EXERCISE INPUT |
=== Section Start ===

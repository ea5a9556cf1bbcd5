//! Represents the release pointer for one (deployment, app version) pair.

use chrono::{DateTime, Utc};
use serde::{Deserialize, Serialize};
use sqlx::FromRow;

/// Mutable pointer binding a (deployment, app version) pair to its
/// current package.
///
/// Created lazily on the first release attempt for the pair and never
/// deleted. `current_package_id` stays empty until a release has been
/// registered.
#[derive(Serialize, Deserialize, Clone, FromRow, Debug, PartialEq, Eq)]
#[serde(rename_all = "camelCase")]
pub struct DeploymentVersion {
    pub id: i64,
    pub deployment_id: i64,
    pub app_version: String,
    pub is_mandatory: bool,
    pub current_package_id: Option<i64>,
    pub created_at: DateTime<Utc>,
}

impl DeploymentVersion {
    /// The current package id, treating zero the same as unset.
    pub fn current_package(&self) -> Option<i64> {
        self.current_package_id.filter(|id| *id > 0)
    }
}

=== Section End ===

Retype the complete listing verbatim.

repository ea5a9556cf1bbcd5
//! Represents the release pointer for one (deployment, app version) pair.

use chrono::{DateTime, Utc};
use serde::{Deserialize, Serialize};
use sqlx::FromRow;

/// Mutable pointer binding a (deployment, app version) pair to its
/// current package.
///
/// Created lazily on the first release attempt for the pair and never
/// deleted. `current_package_id` stays empty until a release has been
/// registered.
#[derive(Serialize, Deserialize, Clone, FromRow, Debug, PartialEq, Eq)]
#[serde(rename_all = "camelCase")]
pub struct DeploymentVersion {
    pub id: i64,
    pub deployment_id: i64,
    pub app_version: String,
    pub is_mandatory: bool,
    pub current_package_id: Option<i64>,
    pub created_at: DateTime<Utc>,
}

impl DeploymentVersion {
    /// The current package id, treating zero the same as unset.
    pub fn current_package(&self) -> Option<i64> {
        self.current_package_id.filter(|id| *id > 0)
    }
}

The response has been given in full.